The 5 highest-priority CNA exam preparation strategies

01
Master infection control — it is the most heavily weighted single concept across all CNA exam domains

Infection control questions appear in virtually every exam domain, not just the dedicated Infection Control section. Key principles: handwashing is the single most effective infection prevention measure; Standard Precautions apply to ALL patients regardless of diagnosis; the three transmission-based precaution types (Contact = MRSA/C.diff, Droplet = influenza, Airborne = TB) require distinct PPE; correct donning order is gown-mask-goggles-gloves; correct doffing order is gloves-goggles-gown-mask; C. diff and norovirus require soap and water (not alcohol sanitizer); and needles go directly into sharps containers without recapping.

02
Know resident rights cold — OBRA 87 rights questions are consistently among the most frequently tested CNA exam content

Federal OBRA 87 established specific resident rights that CNAs must know and honor: the right to refuse care (forcing care = assault); the right to privacy during personal care and communications; freedom from unnecessary restraints; freedom from all forms of abuse and neglect; the right to participate in care planning; the right to voice grievances without retaliation; and the right to receive visitors. In every resident interaction, ask: 'Does this action respect this resident's rights and dignity?' Restraint alternatives must always be tried before applying any restraint.

03
Memorize vital sign normal ranges and understand when to report — this is a foundational Basic Nursing Skills competency

Normal adult vital sign ranges: Temperature 97.6–99.6°F oral (98.6°F average); Pulse 60–100 beats per minute; Respirations 12–20 breaths per minute; Blood pressure systolic 100–120 / diastolic 60–80 mmHg; Oxygen saturation 95–100%. Know: rectal temp is 1°F higher than oral; axillary is 1°F lower; bradycardia = pulse <60, tachycardia = pulse >100; bradypnea = respirations <12, tachypnea = >20. Any vital sign outside normal range must be reported to the charge nurse. Normal adult urine output is 30+ mL/hour — less = immediate report.

04
Understand the CNA's scope of practice boundaries — knowing what you CANNOT do is as important as knowing what you can

CNAs are NEVER authorized to: administer medications (including oral, IV, or topical); insert or remove catheters (unless specifically certified and state-authorized); change sterile dressings; perform invasive procedures; interpret lab results or diagnostic tests; diagnose medical conditions; adjust oxygen flow rates independently; or develop or modify care plans. When asked to perform a task outside scope, the correct answer is always to inform the charge nurse and ask for guidance. Attempting tasks outside scope creates patient harm risk and personal legal liability.

05
Practice clinical reasoning for mental health and dementia scenarios — these questions require applying principles, not recalling facts

Mental health questions test judgment, not memorization. Key principles: never argue with a resident who has Alzheimer's — use validation therapy for advanced dementia and reality orientation for mild confusion; Maslow's hierarchy means physiological needs (food, water, elimination, pain) are always addressed first; the five stages of grief are denial, anger, bargaining, depression, acceptance (DABDA) — none is 'wrong' for the resident to be in; depression is NOT normal aging and must be reported; statements about wanting to die must always be reported immediately; anxiety is addressed with acknowledgment plus information, never dismissal ('don't worry') or redirection.

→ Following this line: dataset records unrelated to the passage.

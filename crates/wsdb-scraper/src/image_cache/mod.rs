//! Content-addressable image cache.
//!
//! Entries are keyed by the SHA-1 of the normalized image URL, not of the
//! bytes: two URLs serving the same picture are cached twice. Hashes on the
//! [`BadHashRegistry`] are refused before any lookup or download, and
//! concurrent resolves of one hash share a single download.

mod registry;
mod store;

pub use registry::BadHashRegistry;
pub use store::{extension_for, CacheEntry, FsImageStore, ImageStore};

use std::collections::HashMap;
use std::sync::{Arc, Mutex, PoisonError};
use std::time::Duration;

use futures::future::{BoxFuture, FutureExt, Shared};
use reqwest::header::CONTENT_TYPE;
use sha1::{Digest, Sha1};
use thiserror::Error;
use wsdb_core::{AppConfig, ScrapeConfig};

use crate::canonical::normalize_image_url;

/// Cloneable so one download result can be handed to every waiter.
#[derive(Debug, Clone, Error, PartialEq, Eq)]
pub enum ImageCacheError {
    #[error("bad image asset {hash}: {reason}")]
    BadImageAsset { hash: String, reason: String },

    #[error("invalid image URL \"{0}\"")]
    InvalidUrl(String),

    #[error("invalid image hash \"{0}\"")]
    InvalidHash(String),

    #[error("image download failed: {0}")]
    Download(String),

    #[error("image store I/O error: {0}")]
    Io(String),
}

/// Lowercase hex SHA-1 of `url`.
#[must_use]
pub fn url_hash(url: &str) -> String {
    let digest = Sha1::digest(url.as_bytes());
    digest.iter().map(|b| format!("{b:02x}")).collect()
}

type InFlight = Shared<BoxFuture<'static, Result<CacheEntry, ImageCacheError>>>;

pub struct ImageCache {
    client: reqwest::Client,
    store: Arc<dyn ImageStore>,
    registry: Arc<BadHashRegistry>,
    max_bytes: u64,
    in_flight: Mutex<HashMap<String, InFlight>>,
}

impl ImageCache {
    #[must_use]
    pub fn new(
        client: reqwest::Client,
        store: Arc<dyn ImageStore>,
        registry: Arc<BadHashRegistry>,
        max_bytes: u64,
    ) -> Self {
        Self {
            client,
            store,
            registry,
            max_bytes,
            in_flight: Mutex::new(HashMap::new()),
        }
    }

    /// Filesystem-backed cache under `WSDB_IMAGE_CACHE_DIR`, with the
    /// registry seeded from the scrape config.
    ///
    /// # Errors
    ///
    /// Returns [`ImageCacheError::Download`] if the HTTP client cannot be built.
    pub fn from_config(config: &AppConfig, scrape: &ScrapeConfig) -> Result<Self, ImageCacheError> {
        let client = reqwest::Client::builder()
            .timeout(Duration::from_secs(config.request_timeout_secs))
            .user_agent(&config.user_agent)
            .build()
            .map_err(|e| ImageCacheError::Download(e.to_string()))?;
        Ok(Self::new(
            client,
            Arc::new(FsImageStore::new(&config.image_cache_dir)),
            Arc::new(BadHashRegistry::from_hashes(&scrape.bad_image_hashes)),
            config.max_image_bytes,
        ))
    }

    #[must_use]
    pub fn registry(&self) -> &BadHashRegistry {
        &self.registry
    }

    /// Resolves `url` (relative URLs against `base`) to a local cache entry,
    /// downloading it at most once.
    ///
    /// # Errors
    ///
    /// - [`ImageCacheError::InvalidUrl`] when the URL cannot be normalized
    /// - [`ImageCacheError::BadImageAsset`] for deny-listed hashes, oversized
    ///   payloads and non-image responses
    /// - [`ImageCacheError::Download`] / [`ImageCacheError::Io`] for network
    ///   and store failures
    pub async fn resolve(&self, url: &str, base: Option<&str>) -> Result<CacheEntry, ImageCacheError> {
        let normalized =
            normalize_image_url(url, base).ok_or_else(|| ImageCacheError::InvalidUrl(url.to_owned()))?;
        let hash = url_hash(&normalized);

        if self.registry.contains(&hash) {
            tracing::debug!(url = %normalized, hash = %hash, "refusing deny-listed image");
            return Err(ImageCacheError::BadImageAsset {
                hash,
                reason: "hash is deny-listed".to_owned(),
            });
        }

        if let Some(entry) = self.store.get(&hash).await? {
            return Ok(entry);
        }

        let download = {
            let mut in_flight = self.in_flight.lock().unwrap_or_else(PoisonError::into_inner);
            in_flight
                .entry(hash.clone())
                .or_insert_with(|| {
                    download(
                        self.client.clone(),
                        Arc::clone(&self.store),
                        hash.clone(),
                        normalized.clone(),
                        self.max_bytes,
                    )
                    .boxed()
                    .shared()
                })
                .clone()
        };

        let result = download.clone().await;

        {
            let mut in_flight = self.in_flight.lock().unwrap_or_else(PoisonError::into_inner);
            if in_flight.get(&hash).is_some_and(|f| f.ptr_eq(&download)) {
                in_flight.remove(&hash);
            }
        }

        if let Err(e) = &result {
            tracing::warn!(url = %normalized, error = %e, "image resolve failed");
        }
        result
    }

    /// Resolves several URLs concurrently, keeping input order.
    pub async fn resolve_many(
        &self,
        urls: &[&str],
        base: Option<&str>,
    ) -> Vec<Result<CacheEntry, ImageCacheError>> {
        futures::future::join_all(urls.iter().map(|url| self.resolve(url, base))).await
    }

    /// Deny-lists `hash` and deletes any entry already stored for it.
    /// Returns whether a stored entry was removed.
    ///
    /// # Errors
    ///
    /// Returns [`ImageCacheError::InvalidHash`] or a store error.
    pub async fn deny(&self, hash: &str) -> Result<bool, ImageCacheError> {
        let hash = hash.trim().to_ascii_lowercase();
        if self.registry.insert(&hash)? {
            tracing::info!(hash = %hash, "image hash deny-listed");
        }
        self.store.remove(&hash).await
    }
}

async fn download(
    client: reqwest::Client,
    store: Arc<dyn ImageStore>,
    hash: String,
    url: String,
    max_bytes: u64,
) -> Result<CacheEntry, ImageCacheError> {
    // Another resolver may have finished between our store miss and now.
    if let Some(entry) = store.get(&hash).await? {
        return Ok(entry);
    }

    let oversized = |hash: &str| ImageCacheError::BadImageAsset {
        hash: hash.to_owned(),
        reason: format!("payload exceeds {max_bytes} bytes"),
    };

    let mut response = client
        .get(&url)
        .send()
        .await
        .map_err(|e| ImageCacheError::Download(e.to_string()))?;
    let status = response.status();
    if !status.is_success() {
        return Err(ImageCacheError::Download(format!("HTTP {status} for {url}")));
    }

    let content_type = response
        .headers()
        .get(CONTENT_TYPE)
        .and_then(|v| v.to_str().ok())
        .and_then(|v| v.split(';').next())
        .map(|v| v.trim().to_ascii_lowercase())
        .unwrap_or_default();
    if extension_for(&content_type).is_none() {
        return Err(ImageCacheError::BadImageAsset {
            hash,
            reason: format!("not an image (content type {content_type:?})"),
        });
    }
    if response.content_length().is_some_and(|len| len > max_bytes) {
        return Err(oversized(&hash));
    }

    let mut bytes: Vec<u8> = Vec::new();
    while let Some(chunk) = response
        .chunk()
        .await
        .map_err(|e| ImageCacheError::Download(e.to_string()))?
    {
        if (bytes.len() + chunk.len()) as u64 > max_bytes {
            return Err(oversized(&hash));
        }
        bytes.extend_from_slice(&chunk);
    }

    let entry = store.put(&hash, &content_type, &bytes).await?;
    tracing::debug!(url = %url, path = %entry.local_path.display(), bytes = bytes.len(), "image cached");
    Ok(entry)
}

#[cfg(test)]
mod tests {
    use super::*;

    #[test]
    fn url_hash_is_sha1_hex() {
        assert_eq!(url_hash(""), "da39a3ee5e6b4b0d3255bfef95601890afd80709");
        assert!(wsdb_core::is_sha1_hex(&url_hash("https://img.dhgate.com/a.jpg")));
    }

    #[tokio::test]
    async fn bare_extension_is_invalid_url() {
        let cache = ImageCache::new(
            reqwest::Client::new(),
            Arc::new(FsImageStore::new(std::env::temp_dir().join("wsdb-unused"))),
            Arc::new(BadHashRegistry::new()),
            1024,
        );
        assert_eq!(
            cache.resolve("jpg", None).await,
            Err(ImageCacheError::InvalidUrl("jpg".to_owned()))
        );
    }

    #[tokio::test]
    async fn deny_rejects_malformed_hash() {
        let cache = ImageCache::new(
            reqwest::Client::new(),
            Arc::new(FsImageStore::new(std::env::temp_dir().join("wsdb-unused"))),
            Arc::new(BadHashRegistry::new()),
            1024,
        );
        assert!(matches!(cache.deny("xyz").await, Err(ImageCacheError::InvalidHash(_))));
    }
}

About this free CNA final exam practice test question set

This free CNA final exam practice test contains 100 original CNA-style questions across all eight certification exam domains, proportionally weighted to the actual exam blueprint. Every question is written in the format of the NNAAP (National Nurse Aide Assessment Program) written exam: scenario-based multiple-choice with four answer options. Full explanations identify the clinical principle being tested, explain why the correct answer is correct, and explain why each incorrect option fails. Questions shuffle every session and can be filtered by domain for targeted practice on your weakest areas.